Task to carry out —
Determine how many lines in the entries below include "InvalidTtl". The reply should be that number and nothing else.

• • • •

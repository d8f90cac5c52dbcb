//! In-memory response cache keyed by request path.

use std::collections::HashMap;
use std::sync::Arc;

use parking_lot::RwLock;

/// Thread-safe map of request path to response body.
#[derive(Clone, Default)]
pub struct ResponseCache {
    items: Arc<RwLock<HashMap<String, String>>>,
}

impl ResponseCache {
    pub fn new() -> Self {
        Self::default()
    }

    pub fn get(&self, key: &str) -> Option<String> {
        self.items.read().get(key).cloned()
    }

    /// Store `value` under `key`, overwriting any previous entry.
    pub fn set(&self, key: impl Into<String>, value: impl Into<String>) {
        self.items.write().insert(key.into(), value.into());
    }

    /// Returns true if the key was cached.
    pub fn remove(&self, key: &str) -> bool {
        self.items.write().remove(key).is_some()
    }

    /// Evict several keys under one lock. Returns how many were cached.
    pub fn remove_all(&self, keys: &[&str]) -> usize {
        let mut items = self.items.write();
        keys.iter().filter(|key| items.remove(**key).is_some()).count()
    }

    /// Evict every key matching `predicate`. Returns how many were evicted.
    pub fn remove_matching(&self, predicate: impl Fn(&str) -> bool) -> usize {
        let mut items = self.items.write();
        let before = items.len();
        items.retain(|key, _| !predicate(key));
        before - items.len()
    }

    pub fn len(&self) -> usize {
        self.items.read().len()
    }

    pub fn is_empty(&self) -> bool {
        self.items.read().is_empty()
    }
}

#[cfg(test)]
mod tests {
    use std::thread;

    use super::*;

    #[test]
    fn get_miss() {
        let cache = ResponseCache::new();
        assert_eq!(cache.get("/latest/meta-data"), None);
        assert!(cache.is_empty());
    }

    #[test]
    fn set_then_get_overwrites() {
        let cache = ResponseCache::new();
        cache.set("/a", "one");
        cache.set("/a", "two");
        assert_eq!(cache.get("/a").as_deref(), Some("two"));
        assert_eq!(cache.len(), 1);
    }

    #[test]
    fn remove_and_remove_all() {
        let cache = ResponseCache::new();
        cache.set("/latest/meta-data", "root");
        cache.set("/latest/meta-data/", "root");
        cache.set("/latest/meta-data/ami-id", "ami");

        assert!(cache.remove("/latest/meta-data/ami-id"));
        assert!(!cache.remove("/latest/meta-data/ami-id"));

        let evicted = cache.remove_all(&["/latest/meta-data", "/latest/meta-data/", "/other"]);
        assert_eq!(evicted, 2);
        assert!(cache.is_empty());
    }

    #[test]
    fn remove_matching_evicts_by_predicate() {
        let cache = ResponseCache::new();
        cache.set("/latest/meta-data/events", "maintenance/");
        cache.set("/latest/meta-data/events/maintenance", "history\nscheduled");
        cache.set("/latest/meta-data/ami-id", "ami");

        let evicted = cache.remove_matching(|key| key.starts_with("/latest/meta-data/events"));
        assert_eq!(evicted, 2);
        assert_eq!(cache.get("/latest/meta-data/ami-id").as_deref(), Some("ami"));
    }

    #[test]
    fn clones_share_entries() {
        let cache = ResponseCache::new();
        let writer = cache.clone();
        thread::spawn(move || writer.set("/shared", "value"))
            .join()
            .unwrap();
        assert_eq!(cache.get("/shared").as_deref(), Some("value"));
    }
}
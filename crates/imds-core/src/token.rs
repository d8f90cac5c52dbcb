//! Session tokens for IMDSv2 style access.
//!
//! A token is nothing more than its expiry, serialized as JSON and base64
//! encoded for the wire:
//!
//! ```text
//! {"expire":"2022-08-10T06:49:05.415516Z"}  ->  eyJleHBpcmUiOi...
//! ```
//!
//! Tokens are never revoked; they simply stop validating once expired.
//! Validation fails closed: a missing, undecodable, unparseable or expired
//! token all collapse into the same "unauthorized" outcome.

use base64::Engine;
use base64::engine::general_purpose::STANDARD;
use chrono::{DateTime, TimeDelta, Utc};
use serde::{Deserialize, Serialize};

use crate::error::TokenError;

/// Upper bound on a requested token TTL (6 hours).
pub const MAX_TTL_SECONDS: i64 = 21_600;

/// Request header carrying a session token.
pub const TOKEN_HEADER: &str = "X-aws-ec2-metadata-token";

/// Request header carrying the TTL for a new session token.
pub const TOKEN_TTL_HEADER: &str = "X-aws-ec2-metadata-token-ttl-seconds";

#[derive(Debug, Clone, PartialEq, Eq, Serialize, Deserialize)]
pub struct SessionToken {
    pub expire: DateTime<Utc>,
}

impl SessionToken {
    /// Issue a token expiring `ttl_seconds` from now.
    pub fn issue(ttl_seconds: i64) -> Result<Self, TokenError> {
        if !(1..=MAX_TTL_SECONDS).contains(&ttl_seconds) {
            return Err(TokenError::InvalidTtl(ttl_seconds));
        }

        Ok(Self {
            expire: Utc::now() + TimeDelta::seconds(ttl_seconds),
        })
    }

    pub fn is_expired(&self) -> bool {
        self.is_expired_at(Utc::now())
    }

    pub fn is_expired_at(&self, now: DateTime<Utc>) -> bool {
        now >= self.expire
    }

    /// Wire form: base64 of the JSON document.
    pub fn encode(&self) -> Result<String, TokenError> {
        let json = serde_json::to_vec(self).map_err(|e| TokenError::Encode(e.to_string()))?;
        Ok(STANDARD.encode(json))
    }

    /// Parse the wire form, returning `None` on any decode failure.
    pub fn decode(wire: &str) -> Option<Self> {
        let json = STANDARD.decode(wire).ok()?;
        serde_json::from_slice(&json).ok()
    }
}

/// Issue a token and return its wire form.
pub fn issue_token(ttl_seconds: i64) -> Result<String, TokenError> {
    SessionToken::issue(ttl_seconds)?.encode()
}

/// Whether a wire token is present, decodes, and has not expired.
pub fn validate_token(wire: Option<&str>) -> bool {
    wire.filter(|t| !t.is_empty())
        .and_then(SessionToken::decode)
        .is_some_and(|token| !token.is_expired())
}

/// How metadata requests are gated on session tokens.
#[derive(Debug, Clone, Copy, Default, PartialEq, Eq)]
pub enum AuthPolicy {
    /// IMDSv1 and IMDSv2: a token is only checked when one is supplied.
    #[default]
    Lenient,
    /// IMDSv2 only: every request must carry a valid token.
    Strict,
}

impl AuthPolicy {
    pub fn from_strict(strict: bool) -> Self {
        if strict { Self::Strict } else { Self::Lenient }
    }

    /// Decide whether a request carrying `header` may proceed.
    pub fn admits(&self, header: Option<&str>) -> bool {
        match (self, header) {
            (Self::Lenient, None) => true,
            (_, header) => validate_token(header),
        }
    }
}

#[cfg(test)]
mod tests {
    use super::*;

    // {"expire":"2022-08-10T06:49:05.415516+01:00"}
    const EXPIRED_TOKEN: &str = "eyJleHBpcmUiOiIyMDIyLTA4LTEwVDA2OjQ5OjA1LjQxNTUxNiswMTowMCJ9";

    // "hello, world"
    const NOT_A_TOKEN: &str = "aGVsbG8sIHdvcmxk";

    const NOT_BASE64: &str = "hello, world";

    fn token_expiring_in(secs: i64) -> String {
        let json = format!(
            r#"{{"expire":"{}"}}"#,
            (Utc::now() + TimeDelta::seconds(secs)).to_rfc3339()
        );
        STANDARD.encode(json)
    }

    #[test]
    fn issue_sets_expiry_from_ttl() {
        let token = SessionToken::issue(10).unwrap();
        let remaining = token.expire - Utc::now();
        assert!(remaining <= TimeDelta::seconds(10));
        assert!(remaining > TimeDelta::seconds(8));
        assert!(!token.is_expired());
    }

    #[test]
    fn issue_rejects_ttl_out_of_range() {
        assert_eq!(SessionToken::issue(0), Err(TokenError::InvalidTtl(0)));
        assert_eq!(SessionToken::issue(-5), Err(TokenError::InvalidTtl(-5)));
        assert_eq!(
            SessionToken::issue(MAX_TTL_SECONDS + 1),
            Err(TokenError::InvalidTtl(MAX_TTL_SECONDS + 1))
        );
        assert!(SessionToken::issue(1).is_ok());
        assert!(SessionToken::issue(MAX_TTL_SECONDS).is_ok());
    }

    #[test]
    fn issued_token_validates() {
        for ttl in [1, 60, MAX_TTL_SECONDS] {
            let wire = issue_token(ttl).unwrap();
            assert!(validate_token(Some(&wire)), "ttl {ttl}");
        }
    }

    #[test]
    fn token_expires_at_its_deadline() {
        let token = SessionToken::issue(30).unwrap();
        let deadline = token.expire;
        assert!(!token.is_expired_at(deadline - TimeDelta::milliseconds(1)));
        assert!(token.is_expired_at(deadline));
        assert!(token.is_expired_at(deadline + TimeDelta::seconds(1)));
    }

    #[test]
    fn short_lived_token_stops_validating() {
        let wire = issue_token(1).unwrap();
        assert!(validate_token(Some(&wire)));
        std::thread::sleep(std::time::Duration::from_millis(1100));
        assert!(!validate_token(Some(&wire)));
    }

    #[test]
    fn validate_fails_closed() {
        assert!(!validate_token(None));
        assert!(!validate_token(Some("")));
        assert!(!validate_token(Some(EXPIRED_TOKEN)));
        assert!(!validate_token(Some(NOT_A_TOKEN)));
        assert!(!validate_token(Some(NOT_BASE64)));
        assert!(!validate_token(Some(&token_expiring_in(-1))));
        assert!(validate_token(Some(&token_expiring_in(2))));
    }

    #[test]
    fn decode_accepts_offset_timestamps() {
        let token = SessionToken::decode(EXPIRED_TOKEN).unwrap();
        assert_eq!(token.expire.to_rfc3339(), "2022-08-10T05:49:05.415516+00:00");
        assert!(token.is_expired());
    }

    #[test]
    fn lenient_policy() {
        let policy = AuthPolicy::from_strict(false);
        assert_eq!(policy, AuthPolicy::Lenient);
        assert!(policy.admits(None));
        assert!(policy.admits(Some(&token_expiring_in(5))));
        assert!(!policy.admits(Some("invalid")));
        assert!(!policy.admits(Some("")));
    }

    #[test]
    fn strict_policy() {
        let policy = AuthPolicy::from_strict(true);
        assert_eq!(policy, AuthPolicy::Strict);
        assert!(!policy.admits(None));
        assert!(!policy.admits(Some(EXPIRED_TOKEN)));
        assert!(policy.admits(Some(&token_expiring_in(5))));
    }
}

• • • •

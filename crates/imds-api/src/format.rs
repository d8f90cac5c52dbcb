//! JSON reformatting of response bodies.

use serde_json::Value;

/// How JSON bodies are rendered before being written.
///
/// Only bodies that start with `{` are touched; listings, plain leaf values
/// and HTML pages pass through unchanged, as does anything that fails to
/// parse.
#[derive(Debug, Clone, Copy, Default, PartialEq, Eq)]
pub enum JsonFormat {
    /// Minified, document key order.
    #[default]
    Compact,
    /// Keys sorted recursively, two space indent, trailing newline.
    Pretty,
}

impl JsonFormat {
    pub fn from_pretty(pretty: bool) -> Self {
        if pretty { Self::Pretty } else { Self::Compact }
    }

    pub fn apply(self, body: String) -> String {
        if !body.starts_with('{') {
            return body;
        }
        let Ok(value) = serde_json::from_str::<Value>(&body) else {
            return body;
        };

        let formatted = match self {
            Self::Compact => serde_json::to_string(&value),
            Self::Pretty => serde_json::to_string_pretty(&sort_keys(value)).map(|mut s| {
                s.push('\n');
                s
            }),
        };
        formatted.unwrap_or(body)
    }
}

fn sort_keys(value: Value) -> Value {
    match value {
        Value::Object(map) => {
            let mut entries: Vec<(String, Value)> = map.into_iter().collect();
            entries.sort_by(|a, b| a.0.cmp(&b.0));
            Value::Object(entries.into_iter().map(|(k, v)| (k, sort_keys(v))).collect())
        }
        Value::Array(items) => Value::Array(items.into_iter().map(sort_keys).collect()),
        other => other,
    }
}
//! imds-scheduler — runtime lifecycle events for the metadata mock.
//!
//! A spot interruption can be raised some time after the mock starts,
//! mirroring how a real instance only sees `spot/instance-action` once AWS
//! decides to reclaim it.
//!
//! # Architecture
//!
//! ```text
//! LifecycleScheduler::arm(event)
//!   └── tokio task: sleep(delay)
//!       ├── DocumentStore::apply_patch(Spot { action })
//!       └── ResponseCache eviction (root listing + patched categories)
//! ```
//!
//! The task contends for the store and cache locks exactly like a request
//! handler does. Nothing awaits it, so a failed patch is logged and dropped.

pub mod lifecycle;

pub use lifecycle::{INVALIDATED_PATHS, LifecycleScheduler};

• • • •

Result of the task —
4